Hyrule Warriors and its new sequel, Hyrule Warriors: Age of Calamity, are full of very powerful female characters, and anyone can save only Hyrule. Hyrule Warriors Impa and a giant blade that summons water, or Urbossa, who is familiar with Hyrule Warriors lightning, are just two examples of disaster times. So a “hero” is always a man.
That said, the myths surrounding “heroes” are always called men, no matter how repetitive they are. In Wind Tact, the main character who defeated Ganon in the opening sequence is called “a boy dressed in green.” In Ocarina of Time, the prophecy states that “the hero is destined to appear … and only he must face the one who started the catastrophe.”

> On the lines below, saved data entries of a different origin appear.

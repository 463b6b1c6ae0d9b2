//! SQLite store backend.
//!
//! Dates are stored as `YYYY-MM-DD`, timestamps as RFC 3339 text keeping
//! the offset they were written with, so a calendar date read back is the
//! one that was stored. The blocking `rusqlite` connection is driven from
//! `spawn_blocking`.

use async_trait::async_trait;
use chrono::{DateTime, FixedOffset, NaiveDate, SecondsFormat, Utc};
use rusqlite::types::Type;
use rusqlite::{params, Connection, OptionalExtension, Row};
use std::fmt::Display;
use std::path::Path;
use std::str::FromStr;
use std::sync::{Arc, Mutex};
use tracing::debug;

use super::StoreBackend;
use crate::error::{DaybookError, IntoDaybookError, Result};
use crate::model::{
    ActionableInstance, CoverageRequest, CoverageRequestId, InstanceId, InstanceKey, InstanceNote,
    NoteId, UserId,
};

const SCHEMA: &str = r#"
    CREATE TABLE IF NOT EXISTS instances (
      id TEXT PRIMARY KEY,
      user_id TEXT NOT NULL,
      kind TEXT NOT NULL,
      entity_id TEXT NOT NULL,
      date TEXT NOT NULL,
      status TEXT NOT NULL DEFAULT 'pending',
      assignee_override TEXT,
      deferred_to TEXT,
      completed_at TEXT,
      skipped_at TEXT,
      created_at TEXT NOT NULL,
      updated_at TEXT NOT NULL
    );

    CREATE INDEX IF NOT EXISTS instances_user_date
      ON instances (user_id, date);

    CREATE TABLE IF NOT EXISTS instance_notes (
      id TEXT PRIMARY KEY,
      instance_id TEXT NOT NULL,
      author TEXT NOT NULL,
      text TEXT NOT NULL,
      created_at TEXT NOT NULL
    );

    CREATE INDEX IF NOT EXISTS instance_notes_instance
      ON instance_notes (instance_id);

    CREATE TABLE IF NOT EXISTS coverage_requests (
      id TEXT PRIMARY KEY,
      instance_id TEXT NOT NULL,
      requested_by TEXT NOT NULL,
      covered_by TEXT,
      status TEXT NOT NULL DEFAULT 'pending',
      requested_at TEXT NOT NULL,
      responded_at TEXT
    );

    CREATE INDEX IF NOT EXISTS coverage_requests_instance
      ON coverage_requests (instance_id);
"#;

const UNIQUE_INSTANCES: &str = r#"
    CREATE UNIQUE INDEX IF NOT EXISTS instances_unique_key
      ON instances (user_id, kind, entity_id, date);
"#;

const INSTANCE_COLUMNS: &str = "id, user_id, kind, entity_id, date, status, assignee_override, \
     deferred_to, completed_at, skipped_at, created_at, updated_at";

const COVERAGE_COLUMNS: &str =
    "id, instance_id, requested_by, covered_by, status, requested_at, responded_at";

/// Store backend over a single SQLite database.
#[derive(Debug, Clone)]
pub struct SqliteBackend {
    conn: Arc<Mutex<Connection>>,
    unique_instances: bool,
}

impl SqliteBackend {
    /// Open (or create) the database at `path`.
    pub fn open(path: &Path, unique_instances: bool) -> Result<Self> {
        if let Some(parent) = path.parent() {
            if !parent.as_os_str().is_empty() && !parent.exists() {
                std::fs::create_dir_all(parent)?;
            }
        }
        let conn = Connection::open(path)?;
        debug!(path = %path.display(), unique_instances, "Opened SQLite store");
        Self::init(conn, unique_instances)
    }

    /// Open a private in-memory database.
    pub fn open_in_memory(unique_instances: bool) -> Result<Self> {
        Self::init(Connection::open_in_memory()?, unique_instances)
    }

    fn init(conn: Connection, unique_instances: bool) -> Result<Self> {
        conn.execute_batch(SCHEMA)?;
        if unique_instances {
            conn.execute_batch(UNIQUE_INSTANCES)?;
        }
        Ok(Self {
            conn: Arc::new(Mutex::new(conn)),
            unique_instances,
        })
    }

    async fn run<T, F>(&self, operation: &'static str, f: F) -> Result<T>
    where
        T: Send + 'static,
        F: FnOnce(&Connection) -> Result<T> + Send + 'static,
    {
        let conn = Arc::clone(&self.conn);
        tokio::task::spawn_blocking(move || {
            let guard = conn
                .lock()
                .map_err(|_| DaybookError::store(operation, "connection mutex poisoned"))?;
            f(&guard)
        })
        .await
        .into_store_error(operation)?
    }
}

// ============================================================================
// Column encoding
// ============================================================================

fn utc_text(t: DateTime<Utc>) -> String {
    t.to_rfc3339_opts(SecondsFormat::Nanos, true)
}

fn offset_text(t: DateTime<FixedOffset>) -> String {
    t.to_rfc3339_opts(SecondsFormat::Nanos, false)
}

fn date_text(d: NaiveDate) -> String {
    d.format("%Y-%m-%d").to_string()
}

fn conversion_error(idx: usize, message: String) -> rusqlite::Error {
    rusqlite::Error::FromSqlConversionFailure(idx, Type::Text, message.into())
}

fn parsed<T>(row: &Row<'_>, idx: usize) -> rusqlite::Result<T>
where
    T: FromStr,
    T::Err: Display,
{
    let raw: String = row.get(idx)?;
    raw.parse::<T>()
        .map_err(|e| conversion_error(idx, format!("'{}': {}", raw, e)))
}

fn offset_time(row: &Row<'_>, idx: usize) -> rusqlite::Result<Option<DateTime<FixedOffset>>> {
    let raw: Option<String> = row.get(idx)?;
    raw.map(|s| {
        DateTime::parse_from_rfc3339(&s).map_err(|e| conversion_error(idx, format!("'{}': {}", s, e)))
    })
    .transpose()
}

fn utc_time(row: &Row<'_>, idx: usize) -> rusqlite::Result<Option<DateTime<Utc>>> {
    Ok(offset_time(row, idx)?.map(|t| t.with_timezone(&Utc)))
}

fn required_utc(row: &Row<'_>, idx: usize) -> rusqlite::Result<DateTime<Utc>> {
    utc_time(row, idx)?.ok_or_else(|| conversion_error(idx, "missing timestamp".to_string()))
}

fn map_instance(row: &Row<'_>) -> rusqlite::Result<ActionableInstance> {
    Ok(ActionableInstance {
        id: parsed(row, 0)?,
        user_id: UserId::new(row.get::<_, String>(1)?),
        kind: parsed(row, 2)?,
        entity_id: row.get::<_, String>(3)?.into(),
        date: parsed(row, 4)?,
        status: parsed(row, 5)?,
        assignee_override: row.get::<_, Option<String>>(6)?.map(UserId::new),
        deferred_to: offset_time(row, 7)?,
        completed_at: utc_time(row, 8)?,
        skipped_at: utc_time(row, 9)?,
        created_at: required_utc(row, 10)?,
        updated_at: required_utc(row, 11)?,
    })
}

fn map_note(row: &Row<'_>) -> rusqlite::Result<InstanceNote> {
    Ok(InstanceNote {
        id: parsed(row, 0)?,
        instance_id: parsed(row, 1)?,
        author: UserId::new(row.get::<_, String>(2)?),
        text: row.get(3)?,
        created_at: required_utc(row, 4)?,
    })
}

fn map_coverage(row: &Row<'_>) -> rusqlite::Result<CoverageRequest> {
    Ok(CoverageRequest {
        id: parsed(row, 0)?,
        instance_id: parsed(row, 1)?,
        requested_by: UserId::new(row.get::<_, String>(2)?),
        covered_by: row.get::<_, Option<String>>(3)?.map(UserId::new),
        status: parsed(row, 4)?,
        requested_at: required_utc(row, 5)?,
        responded_at: utc_time(row, 6)?,
    })
}

fn select_by_key(
    conn: &Connection,
    user: &UserId,
    key: &InstanceKey,
) -> Result<Vec<ActionableInstance>> {
    let sql = format!(
        "SELECT {INSTANCE_COLUMNS} FROM instances \
         WHERE user_id = ?1 AND kind = ?2 AND entity_id = ?3 AND date = ?4 \
         ORDER BY created_at ASC, rowid ASC"
    );
    let mut stmt = conn.prepare(&sql)?;
    let rows = stmt
        .query_map(
            params![
                user.as_str(),
                key.kind.as_str(),
                key.entity_id.as_str(),
                date_text(key.date)
            ],
            map_instance,
        )?
        .collect::<rusqlite::Result<Vec<_>>>()?;
    Ok(rows)
}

Therefore, there is evidence to support that Link is always a “boy dressed in green”. At least for the most part. However, legends and myths are capricious mistresses and rarely reflect the truth of the event. After all, we’ve attributed all the phenomena to the gods who lived in easily expandable mountains that we didn’t expect to climb, but in the sense that they existed. There is none.
It can be suggested that the stories that underpin Zelda’s myths, like all other stories, change over time and change at the time of delivery. Let’s say the beginning of the wind tact is the story that my grandmother told Link. She can easily tweak the details to inspire a young chap in lobster pajamas, just as the story of the hero was told to Wrinkle. Inspire her.
It is true that the legend that the main character is a boy forms a tradition on Outset Island, but the expression of this legend may not be exactly similar to the original story. After all, if the link in this story is “Hero of Time,” many of the very important details have been omitted for brevity. Who would have been the main character if he had not experienced this story for himself?
This is the point. The Legend of Zelda can be anyone.
The only real prerequisite for becoming a hero is to be chosen by the gods or goddesses, depending on the game. Whether this is due to a link to a triforce that resembles the hero of Link’s Adventure, or directed to the Master Sword, you need to be chosen to be a hero. Everything else is just additional fluff, like the king’s help or other such nonsense.
But what does this have to do with Linkle? Well, it could even claim that her actions were set by the goddess herself for her compass. In Hyrule Warriors, this object was inherited from her grandmother and had some power to repel evil. This was seen early in her adventure when Skullkid encountered when trying to steal an item from her.
Wrinkle had only faith Girlfriend Despite being the protagonist and her compass, she still saved Hyrule from the disaster. She deserves to at least return to Hyrule Warriors: Age of Calamity or, better yet, become her own hero. There’s nothing Heroin Green loses in the main game Linkle, but what you get is the knowledge that heroinism isn’t destined, it’s action.